Sticky Faith (Ch. 6): Sticky Justice

 

How would you define "justice"? Sometimes this term is considered either a synonym for liberalism or just doing good work with no sense of Christ in it. This week we learned about a God-centered justice and some of the powerful ways working for His justice can also help young people in their life of sticky faith in Christ ("trusting God" as the authors described in chapter 2).

Some particularly powerful stories and examples in this chapter so get some good ideas by getting the book here.

Justice vs. Service

Powell and Clark note that we need to "turn the corner on short-term service to sustainable justice" (p. 126). Where service is giving a drink of water, justice is considering why doesn't that person have water. In many ways, justice is the atmosphere of God's kingdom, not isolated acts. The entire system of God's kingdom will fulfill justice. Justice is part of who God is.

  • For I, the Lord, love justice (Isaiah 61:8).
  • God presented Christ as a sacrifice of atonement,through the shedding of his blood—to be received by faith. He did this to demonstrate his righteousness [justice], because in his forbearance he had left the sins committed beforehand unpunished..." (Romans 3:25).

Many other justice verses on p. 127 remind us that this is theologically a part of who God is...not something added.

Absence/Presence in God's Justice: Shalom

The Hebrew term "shalom" is from the Bible and many consider it in terms of peace. Absence of war, difficulty, etc. But it is not just about the absence of bad things but also the presence of right things. It conveys wholeness across many dimensions, including relationships with one another and God. A Christian understanding of justice carries the themes of shalom.  If you'd like to read more on the Hebrew meaning, check this out.

Other Insights

A few more keys that Powell and Clark shared from their research:

  • Kids want to be involved in service and justice work
  • Short-term mission work does not lead to lasting transformation
  • Service is stickier when close to home

So...What You Can Do?

Powell and Clark explore a number of themes, teaching by example and principle how you can engage these. In brief, they are:

  • Find sticky causes your kids connect with: Takes time but will help you get to know your kids...and encourages the impact of the service with what God is already doing in their heart.
  • Serving together as a family: Impact others and creates opportunities for talking together further.
  • Make justice work a process (not an event): Some excellent ideas on p. 137-9 on before/during/after 4-step process with some great questions to use. Some examples (with more in book):
    • During: What was your favorite/hardest part?
    • During: How did you see God at work?
    • During: What new questions come up from your experience?
    • After: How did God work through you? What does that say about how God might want to work through you now that you're home?
  • Develop ongoing relationships with those you serve: God's heart doesn't stop after it is over...neither should ours (Event vs. Process).
  • Make justice part of everyday life: Again, some great examples in the book.
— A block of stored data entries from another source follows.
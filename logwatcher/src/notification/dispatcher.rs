//! Single consumer of the alert queue.
//!
//! Alerts are delivered strictly one after another. A failed delivery is
//! retried after a fixed interval until the retry policy is used up; the
//! wait between attempts ends early when the cancellation token fires, in
//! which case the alert is abandoned and the dispatcher stops.

use std::sync::Arc;
use std::time::Duration;

use serde::{Deserialize, Serialize};
use tokio::time::sleep;
use tokio_util::sync::CancellationToken;
use tracing::{debug, info, warn};

use super::alert::Alert;
use super::fanout::Notifier;
use super::queue::AlertReceiver;
use crate::Error;
use crate::services::ErrorReporter;

/// How often and how far apart deliveries are attempted.
#[derive(Debug, Clone, Copy, PartialEq, Eq, Serialize, Deserialize)]
#[serde(deny_unknown_fields)]
pub struct RetryPolicy {
    /// Total attempts per alert, including the first.
    #[serde(default = "default_max_attempts")]
    pub max_attempts: u32,
    /// Wait between two attempts.
    #[serde(default = "default_interval", with = "crate::config::duration")]
    pub interval: Duration,
}

fn default_max_attempts() -> u32 {
    3
}

fn default_interval() -> Duration {
    Duration::from_secs(1)
}

impl Default for RetryPolicy {
    fn default() -> Self {
        Self {
            max_attempts: default_max_attempts(),
            interval: default_interval(),
        }
    }
}

/// Counters collected over a dispatcher run.
#[derive(Debug, Clone, Copy, Default, PartialEq, Eq)]
pub struct DispatchStats {
    /// Alerts taken off the queue.
    pub received: u64,
    /// Alerts delivered successfully.
    pub delivered: u64,
    /// Alerts discarded after the last attempt failed.
    pub dropped: u64,
    /// Delivery attempts made.
    pub attempts: u64,
    /// Backoff waits entered.
    pub backoffs: u64,
    /// Alerts given up on because of cancellation.
    pub abandoned: u64,
}

enum Outcome {
    Delivered,
    Exhausted(Error),
    Abandoned,
}

pub struct Dispatcher {
    notifier: Arc<dyn Notifier>,
    policy: RetryPolicy,
    errors: ErrorReporter,
}

impl Dispatcher {
    pub fn new(notifier: Arc<dyn Notifier>, policy: RetryPolicy, errors: ErrorReporter) -> Self {
        Self {
            notifier,
            policy,
            errors,
        }
    }

    /// Consume the queue until it is closed and drained, or until cancellation.
    pub async fn run(self, mut rx: AlertReceiver, token: CancellationToken) -> DispatchStats {
        let mut stats = DispatchStats::default();

        loop {
            let alert = tokio::select! {
                biased;
                _ = token.cancelled() => {
                    debug!("Dispatcher cancelled with {} alert(s) queued", rx.len());
                    break;
                }
                next = rx.recv() => match next {
                    Some(alert) => alert,
                    None => {
                        debug!("Alert queue closed and drained");
                        break;
                    }
                },
            };
            stats.received += 1;

            match self.deliver(&alert, &token, &mut stats).await {
                Outcome::Delivered => stats.delivered += 1,
                Outcome::Exhausted(error) => {
                    stats.dropped += 1;
                    self.errors.report(error).await;
                }
                Outcome::Abandoned => {
                    stats.abandoned += 1;
                    debug!("Abandoned delivery of \"{}\" on shutdown", alert.subject);
                    break;
                }
            }
        }

        stats
    }

    async fn deliver(
        &self,
        alert: &Alert,
        token: &CancellationToken,
        stats: &mut DispatchStats,
    ) -> Outcome {
        let max_attempts = self.policy.max_attempts.max(1);
        let mut attempt = 0;

        loop {
            attempt += 1;
            stats.attempts += 1;
            debug!(
                "Delivering \"{}\" (attempt {}/{})",
                alert.subject, attempt, max_attempts
            );

            let error = match self.notifier.deliver(alert).await {
                Ok(()) => {
                    info!("Alert delivered: {}", alert.subject);
                    return Outcome::Delivered;
                }
                Err(e) => e,
            };
            warn!(
                "Delivery of \"{}\" failed (attempt {}/{}): {}",
                alert.subject, attempt, max_attempts, error
            );

            if attempt >= max_attempts {
                return Outcome::Exhausted(Error::DeliveryExhausted {
                    subject: alert.subject.clone(),
                    attempts: attempt,
                    last_error: error.to_string(),
                });
            }

            stats.backoffs += 1;
            tokio::select! {
                biased;
                _ = token.cancelled() => return Outcome::Abandoned,
                _ = sleep(self.policy.interval) => {}
            }
        }
    }
}
//! Microsoft Teams incoming webhook channel (legacy MessageCard format).

use std::time::Duration;

use async_trait::async_trait;
use reqwest::Client;
use serde::{Deserialize, Serialize};
use serde_json::json;
use tracing::debug;

use super::{
    NotificationChannel, collect_recipient_results, default_timeout_secs, send_with_rate_limit,
};
use crate::Result;
use crate::notification::alert::Alert;

/// Teams channel configuration.
#[derive(Debug, Clone, Serialize, Deserialize)]
#[serde(deny_unknown_fields)]
pub struct MsTeamsConfig {
    #[serde(default)]
    pub enabled: bool,
    /// Incoming webhook URLs, one per Teams channel.
    #[serde(default)]
    pub webhooks: Vec<String>,
    #[serde(default = "default_timeout_secs")]
    pub timeout_secs: u64,
}

impl Default for MsTeamsConfig {
    fn default() -> Self {
        Self {
            enabled: false,
            webhooks: Vec::new(),
            timeout_secs: default_timeout_secs(),
        }
    }
}

impl MsTeamsConfig {
    pub(crate) fn problems(&self) -> Vec<String> {
        if self.webhooks.is_empty() {
            vec!["notifications.msteams: at least one webhook is required".to_string()]
        } else {
            Vec::new()
        }
    }
}

pub struct MsTeamsChannel {
    config: MsTeamsConfig,
    client: Client,
}

impl MsTeamsChannel {
    pub fn new(config: MsTeamsConfig) -> Result<Self> {
        let client = crate::utils::http_client::build_client(
            "msteams",
            Duration::from_secs(config.timeout_secs),
        )?;
        Ok(Self { config, client })
    }

    fn build_payload(alert: &Alert) -> serde_json::Value {
        // Teams renders `text` as markdown; a single newline would be folded away.
        let text = alert.body.replace('\n', "\n\n");
        json!({
            "@type": "MessageCard",
            "@context": "https://schema.org/extensions",
            "summary": alert.subject,
            "themeColor": "e74c3c",
            "title": alert.subject,
            "text": text,
        })
    }
}

#[async_trait]
impl NotificationChannel for MsTeamsChannel {
    fn channel_type(&self) -> &'static str {
        "msteams"
    }

    fn is_enabled(&self) -> bool {
        self.config.enabled && !self.config.webhooks.is_empty()
    }

    async fn send(&self, alert: &Alert) -> Result<()> {
        let payload = Self::build_payload(alert);

        let mut results = Vec::with_capacity(self.config.webhooks.len());
        for (index, webhook) in self.config.webhooks.iter().enumerate() {
            let result = send_with_rate_limit("msteams", || self.client.post(webhook).json(&payload))
                .await
                .map(|_| ());
            // Webhook URLs embed secrets, so failures name the webhook by position.
            results.push((format!("webhook #{}", index + 1), result));
        }
        collect_recipient_results("msteams", results)?;

        debug!("Teams notification sent: {}", alert.subject);
        Ok(())
    }
}

#[cfg(test)]
mod tests {
    use super::*;
    use crate::notification::channels::test_server;

    #[test]
    fn test_build_payload() {
        let payload = MsTeamsChannel::build_payload(&Alert::new("subject", "line one\nline two"));
        assert_eq!(payload["@type"], "MessageCard");
        assert_eq!(payload["title"], "subject");
        assert_eq!(payload["text"], "line one\n\nline two");
    }

    #[tokio::test]
    async fn test_posts_to_every_webhook() {
        let server = test_server::spawn(vec![(200, "1")]).await;
        let channel = MsTeamsChannel::new(MsTeamsConfig {
            enabled: true,
            webhooks: vec![
                format!("{}/hook/a", server.url),
                format!("{}/hook/b", server.url),
            ],
            ..Default::default()
        })
        .unwrap();

        channel.send(&Alert::new("s", "b")).await.unwrap();

        let paths: Vec<_> = server.requests().into_iter().map(|r| r.path).collect();
        assert_eq!(paths, vec!["/hook/a", "/hook/b"]);
    }

    #[tokio::test]
    async fn test_failed_webhook_is_named_by_position() {
        let server = test_server::spawn(vec![(200, "1"), (500, "boom")]).await;
        let channel = MsTeamsChannel::new(MsTeamsConfig {
            enabled: true,
            webhooks: vec![format!("{}/a", server.url), format!("{}/b", server.url)],
            ..Default::default()
        })
        .unwrap();

        let err = channel.send(&Alert::new("s", "b")).await.unwrap_err();
        let text = err.to_string();
        assert!(text.contains("webhook #2"));
        assert!(!text.contains("webhook #1"));
    }
}
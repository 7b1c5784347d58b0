//! What to watch and which patterns to look for.

use std::fmt;
use std::path::PathBuf;
use std::sync::Arc;

use tail_source::{FileSource, JournalSource, LineSource};

/// Where lines come from.
#[derive(Debug, Clone, PartialEq, Eq)]
pub enum SourceKind {
    /// A regular file, followed across rotation.
    File(PathBuf),
    /// A systemd unit, followed through the journal.
    Journal(String),
}

impl fmt::Display for SourceKind {
    fn fmt(&self, f: &mut fmt::Formatter<'_>) -> fmt::Result {
        match self {
            Self::File(path) => write!(f, "file {}", path.display()),
            Self::Journal(unit) => write!(f, "unit {unit}"),
        }
    }
}

/// One watched source with its include and exclude patterns.
///
/// Patterns are plain, case-sensitive substrings. Duplicates are removed on
/// construction while keeping the first occurrence in place.
#[derive(Debug, Clone, PartialEq, Eq)]
pub struct WatchSpec {
    pub kind: SourceKind,
    pub include: Vec<String>,
    pub exclude: Vec<String>,
}

impl WatchSpec {
    pub fn new(kind: SourceKind, include: Vec<String>, exclude: Vec<String>) -> Self {
        Self {
            kind,
            include: dedup(include),
            exclude: dedup(exclude),
        }
    }

    pub fn file(
        path: impl Into<PathBuf>,
        include: impl IntoIterator<Item = impl Into<String>>,
        exclude: impl IntoIterator<Item = impl Into<String>>,
    ) -> Self {
        Self::new(
            SourceKind::File(path.into()),
            include.into_iter().map(Into::into).collect(),
            exclude.into_iter().map(Into::into).collect(),
        )
    }

    pub fn journal(
        unit: impl Into<String>,
        include: impl IntoIterator<Item = impl Into<String>>,
        exclude: impl IntoIterator<Item = impl Into<String>>,
    ) -> Self {
        Self::new(
            SourceKind::Journal(unit.into()),
            include.into_iter().map(Into::into).collect(),
            exclude.into_iter().map(Into::into).collect(),
        )
    }

    /// File path or unit name.
    pub fn source_id(&self) -> String {
        match &self.kind {
            SourceKind::File(path) => path.display().to_string(),
            SourceKind::Journal(unit) => unit.clone(),
        }
    }

    /// Alert subject for a line of this source matching `pattern`.
    pub fn subject(&self, pattern: &str) -> String {
        format!("{} matched string {}", self.kind, pattern)
    }

    /// The line producer for this source.
    pub fn build_source(&self) -> Arc<dyn LineSource> {
        match &self.kind {
            SourceKind::File(path) => Arc::new(FileSource::new(path)),
            SourceKind::Journal(unit) => Arc::new(JournalSource::new(unit)),
        }
    }
}

fn dedup(patterns: Vec<String>) -> Vec<String> {
    let mut unique: Vec<String> = Vec::with_capacity(patterns.len());
    for pattern in patterns {
        if !unique.contains(&pattern) {
            unique.push(pattern);
        }
    }
    unique
}
//! Watch sources and line matching.

pub mod matcher;
pub mod spec;
pub mod task;

pub use matcher::{alerts_for, is_excluded, match_line};
pub use spec::{SourceKind, WatchSpec};
pub use task::{SourceOutcome, run_source};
One family had each parent carry an envelope of money in their wallet that was used only to help someone in need. The kids knew about this and could actively look for opportunities.
  • Guide your kids toward caring: Pray and serve together and while actively getting them engaged with mercy, justice and service to those who are poor, broken, or weak. Develop God's heart.

He has shown you, O man, what is good. And what does the Lord require of you? To act justly and to love mercy and to walk humbly with your God. -Micah 6:8

What stood out to you from these points above or the stories in this chapter?

Check out the series or follow-up on the conversations in the posts below:

Next week: Chapter 7 “A Sticky Bridge Out of Home."

2 Responses

  1. Lindsey
    I liked the ideas of finding causes my kids can connect with and serving together as a family. I can see how serving justly would stick well if kids were a part of either of these ideas. One of my favorite stories in this chapter was the one about kids raising money to help the orphan Kelencia from Haiti. The kids worked together well to raise money creatively and some did not give up hope when hearing the news of the earthquake disaster. Being a part of that event must've really impacted their lives. It was a chance for them to stop thinking about themselves and seek the well-being of another instead.
    • Brian
      I thought that was a particularly impacting story as well, Lindsey. Thanks for bringing that up! Reminded me that what I see now in serving, results, etc. is not all that is to be seen. God's eyes are different than mine on such matters.